Clostridium difficile infection (CDI) is the leading cause of hospital and community-acquired antibiotic-associated diarrhoea and currently represents a significant health burden. Although the role and contribution of C. difficile toxins to disease pathogenesis is being increasingly understood, at present other facets of C. difficile-host interactions, in particular, bacterial-driven effects on host immunity remain less studied. Using an ex-vivo model of infection, we report that the human gastrointestinal mucosa elicits a rapid and significant cytokine response to C. difficile. Marked increase in IFN-gamma with modest increase in IL-22 and IL-17A was noted. Significant increase in IL-8 suggested potential for neutrophil influx while presence of IL-12, IL-23, IL-1 beta and IL-6 was indicative of a cytokine milieu that may modulate subsequent T cell immunity. Majority of C. difficile-driven effects on murine bone-marrow-derived dendritic cell (BMDC) activation were toxin-independent; the toxins were however responsible for BMDC inflammasome activation.
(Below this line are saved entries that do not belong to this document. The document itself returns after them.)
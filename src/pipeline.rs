use std::panic::{self, AssertUnwindSafe};
use std::time::Instant;

use image::DynamicImage;

use crate::effects::{EffectKind, ParamSet, normalize};
use crate::history::{DEFAULT_MAX_HISTORY, History};

/// One configured step of a pipeline.
#[derive(Debug, Clone, PartialEq)]
pub struct EffectInstance {
    pub kind: EffectKind,
    pub params: ParamSet,
    pub enabled: bool,
}

impl EffectInstance {
    pub fn new(kind: EffectKind, params: ParamSet) -> Self {
        Self {
            kind,
            params,
            enabled: true,
        }
    }
}

/// Ordered list of effect instances with snapshot-based undo/redo.
///
/// Every successful mutation records a copy of the whole list. Calls with an
/// out-of-range index change nothing and record nothing.
#[derive(Debug, Clone)]
pub struct Pipeline {
    effects: Vec<EffectInstance>,
    history: History<Vec<EffectInstance>>,
}

impl Default for Pipeline {
    fn default() -> Self {
        Self::new()
    }
}

impl Pipeline {
    pub fn new() -> Self {
        Self::with_max_history(DEFAULT_MAX_HISTORY)
    }

    pub fn with_max_history(max_history: usize) -> Self {
        Self {
            effects: Vec::new(),
            history: History::new(Vec::new(), max_history),
        }
    }

    pub fn effects(&self) -> &[EffectInstance] {
        &self.effects
    }

    pub fn len(&self) -> usize {
        self.effects.len()
    }

    pub fn is_empty(&self) -> bool {
        self.effects.is_empty()
    }

    /// Appends an enabled instance and returns its index.
    pub fn add(&mut self, kind: EffectKind, params: ParamSet) -> usize {
        self.effects.push(EffectInstance::new(kind, params));
        self.snapshot();
        self.effects.len() - 1
    }

    pub fn add_default(&mut self, kind: EffectKind) -> usize {
        self.add(kind, kind.default_params())
    }

    pub fn remove(&mut self, index: usize) {
        if index < self.effects.len() {
            self.effects.remove(index);
            self.snapshot();
        }
    }

    pub fn set_enabled(&mut self, index: usize, enabled: bool) {
        if let Some(instance) = self.effects.get_mut(index) {
            instance.enabled = enabled;
            self.snapshot();
        }
    }

    pub fn update_params(&mut self, index: usize, params: ParamSet) {
        if let Some(instance) = self.effects.get_mut(index) {
            instance.params = params;
            self.snapshot();
        }
    }

    /// Removes the instance at `from` and reinserts it at `to`. Both indices
    /// must refer to existing instances.
    pub fn move_effect(&mut self, from: usize, to: usize) {
        let len = self.effects.len();
        if from < len && to < len {
            let instance = self.effects.remove(from);
            self.effects.insert(to, instance);
            self.snapshot();
        }
    }

    pub fn clear(&mut self) {
        self.effects.clear();
        self.snapshot();
    }

    /// Swaps in a whole new list and restarts history from it.
    pub fn replace_effects(&mut self, effects: Vec<EffectInstance>) {
        self.effects = effects;
        self.history.reset(self.effects.clone());
    }

    pub fn undo(&mut self) -> bool {
        match self.history.undo() {
            Some(snapshot) => {
                self.effects = snapshot.clone();
                true
            }
            None => false,
        }
    }

    pub fn redo(&mut self) -> bool {
        match self.history.redo() {
            Some(snapshot) => {
                self.effects = snapshot.clone();
                true
            }
            None => false,
        }
    }

    pub fn can_undo(&self) -> bool {
        self.history.can_undo()
    }

    pub fn can_redo(&self) -> bool {
        self.history.can_redo()
    }

    fn snapshot(&mut self) {
        self.history.record(self.effects.clone());
    }

    /// Runs every enabled instance in order over a copy of `img`.
    ///
    /// A step that fails is logged and skipped; its input flows on to the
    /// next step unchanged.
    pub fn apply(&self, img: &DynamicImage) -> DynamicImage {
        let mut current = normalize(img.clone());
        for (index, instance) in self.effects.iter().enumerate() {
            if !instance.enabled {
                continue;
            }
            let started = Instant::now();
            if let Some(out) = run_isolated(instance.kind.identifier(), index, || {
                instance.kind.apply(&current, &instance.params)
            }) {
                current = out;
            }
            tracing::debug!(
                step = index,
                effect = instance.kind.identifier(),
                elapsed_ms = started.elapsed().as_secs_f64() * 1000.0,
                "applied effect"
            );
        }
        current
    }
}

/// Runs one step, turning both errors and panics into `None`.
fn run_isolated<F>(effect: &str, index: usize, step: F) -> Option<DynamicImage>
where
    F: FnOnce() -> anyhow::Result<DynamicImage>,
{
    match panic::catch_unwind(AssertUnwindSafe(step)) {
        Ok(Ok(img)) => Some(img),
        Ok(Err(err)) => {
            tracing::error!(step = index, effect, "effect failed: {err:#}");
            None
        }
        Err(payload) => {
            let reason = payload
                .downcast_ref::<&str>()
                .map(|s| s.to_string())
                .or_else(|| payload.downcast_ref::<String>().cloned())
                .unwrap_or_else(|| "unknown panic".to_string());
            tracing::error!(step = index, effect, "effect panicked: {reason}");
            None
        }
    }
}

#[cfg(test)]
mod tests {
    use image::{DynamicImage, GrayImage, ImageBuffer, Luma, Rgb, RgbaImage};

    use super::{Pipeline, run_isolated};
    use crate::effects::{EffectKind, ParamSet};

    fn mid_gray() -> DynamicImage {
        DynamicImage::ImageRgb8(ImageBuffer::from_pixel(100, 100, Rgb([128, 128, 128])))
    }

    fn pattern() -> DynamicImage {
        DynamicImage::ImageRgb8(ImageBuffer::from_fn(48, 32, |x, y| {
            Rgb([(x * 5) as u8, (y * 7) as u8, (x ^ y) as u8])
        }))
    }

    fn populated() -> Pipeline {
        let mut p = Pipeline::new();
        p.add_default(EffectKind::Warp);
        p.add_default(EffectKind::Posterize);
        p.add(
            EffectKind::BlockShuffle,
            ParamSet::new().with("block_size", 8).with("shuffle_strength", 0.5),
        );
        p
    }

    #[test]
    fn first_mutation_is_undoable() {
        let mut p = Pipeline::new();
        assert!(!p.can_undo());
        p.add_default(EffectKind::Crop);
        assert!(p.can_undo());
        assert!(p.undo());
        assert!(p.is_empty());
        assert!(!p.undo());
    }

    #[test]
    fn undo_restores_previous_list_and_redo_reapplies() {
        let mut p = populated();
        let before = p.effects().to_vec();
        p.update_params(1, ParamSet::new().with("levels", 3));
        let after = p.effects().to_vec();

        assert!(p.undo());
        assert_eq!(p.effects(), before.as_slice());
        assert!(p.redo());
        assert_eq!(p.effects(), after.as_slice());
        assert!(!p.redo());
    }

    #[test]
    fn mutation_after_undo_truncates_redo() {
        let mut p = populated();
        p.undo();
        p.undo();
        assert!(p.can_redo());
        p.set_enabled(0, false);
        assert!(!p.redo());
    }

    #[test]
    fn invalid_indices_are_silent_noops() {
        let mut p = populated();
        let before = p.effects().to_vec();
        p.remove(3);
        p.set_enabled(10, false);
        p.update_params(3, ParamSet::new());
        p.move_effect(0, 3);
        assert_eq!(p.effects(), before.as_slice());
        assert!(p.undo());
        assert_eq!(p.len(), 2);
    }

    #[test]
    fn move_effect_reorders() {
        let mut p = populated();
        p.move_effect(0, 2);
        let kinds: Vec<EffectKind> = p.effects().iter().map(|e| e.kind).collect();
        assert_eq!(
            kinds,
            vec![EffectKind::Posterize, EffectKind::BlockShuffle, EffectKind::Warp]
        );
    }

    #[test]
    fn history_cap_evicts_oldest() {
        let mut p = Pipeline::with_max_history(3);
        for _ in 0..5 {
            p.add_default(EffectKind::Grain);
        }
        assert!(p.undo());
        assert!(p.undo());
        assert!(!p.undo());
        assert_eq!(p.len(), 3);
    }

    #[test]
    fn replace_effects_resets_history() {
        let mut p = populated();
        let list = p.effects()[..1].to_vec();
        p.replace_effects(list.clone());
        assert_eq!(p.effects(), list.as_slice());
        assert!(!p.can_undo());
        assert!(!p.can_redo());
    }

    #[test]
    fn clear_is_undoable() {
        let mut p = populated();
        p.clear();
        assert!(p.is_empty());
        assert!(p.undo());
        assert_eq!(p.len(), 3);
    }

    #[test]
    fn disabled_step_contributes_nothing() {
        let img = pattern();
        let mut with = populated();
        with.add_default(EffectKind::Grain);
        with.set_enabled(3, false);
        let without = populated();
        assert_eq!(with.apply(&img), without.apply(&img));
    }

    #[test]
    fn apply_is_deterministic_and_leaves_input_alone() {
        let img = pattern();
        let copy = img.clone();
        let p = populated();
        let a = p.apply(&img);
        assert_eq!(a, p.apply(&img));
        assert_eq!(img, copy);
    }

    #[test]
    fn neutral_curves_keep_mid_gray() {
        let mut p = Pipeline::new();
        p.add(
            EffectKind::RgbCurves,
            ParamSet::new()
                .with("contrast", 0)
                .with("gamma", 1.0)
                .with("exposure", 0.0),
        );
        assert_eq!(p.apply(&mid_gray()), mid_gray());
    }

    #[test]
    fn two_level_posterize_drops_mid_gray_to_black() {
        let mut p = Pipeline::new();
        p.add(
            EffectKind::Posterize,
            ParamSet::new().with("levels", 2).with("dither", false),
        );
        let out = p.apply(&mid_gray()).to_rgb8();
        assert!(out.as_raw().iter().all(|&v| v == 0));
    }

    #[test]
    fn input_is_normalized_before_the_first_step() {
        let rgba = DynamicImage::ImageRgba8(RgbaImage::from_pixel(4, 4, image::Rgba([9, 8, 7, 0])));
        assert!(matches!(Pipeline::new().apply(&rgba), DynamicImage::ImageRgb8(_)));

        let gray = DynamicImage::ImageLuma8(GrayImage::from_pixel(4, 4, Luma([3])));
        let mut p = Pipeline::new();
        p.add_default(EffectKind::HsvAdjust);
        assert!(matches!(p.apply(&gray), DynamicImage::ImageLuma8(_)));
    }

    #[test]
    fn failing_steps_are_isolated() {
        assert!(run_isolated("Broken", 0, || anyhow::bail!("boom")).is_none());
        assert!(run_isolated("Panicky", 1, || panic!("kaboom")).is_none());
        let ok = run_isolated("Fine", 2, || Ok(mid_gray()));
        assert_eq!(ok, Some(mid_gray()));
    }
}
In contrast, human monocyte-derived DCs (mDCs) released IL-1 beta even in the absence of toxins suggesting host-specific mediation. Infected DC-T cell crosstalk revealed the ability of R20291 and 630 WT strains to elicit a differential DC IL-12 family cytokine milieu which culminated in significantly greater Th1 immunity in response to R20291. Interestingly, both strains induced a similar Th17 response. Elicitation of mucosal IFN-gamma/IL-17A and Th1/Th17 immunity to C. difficile indicates a central role for this dual cytokine axis in establishing antimicrobial immunity to CDI.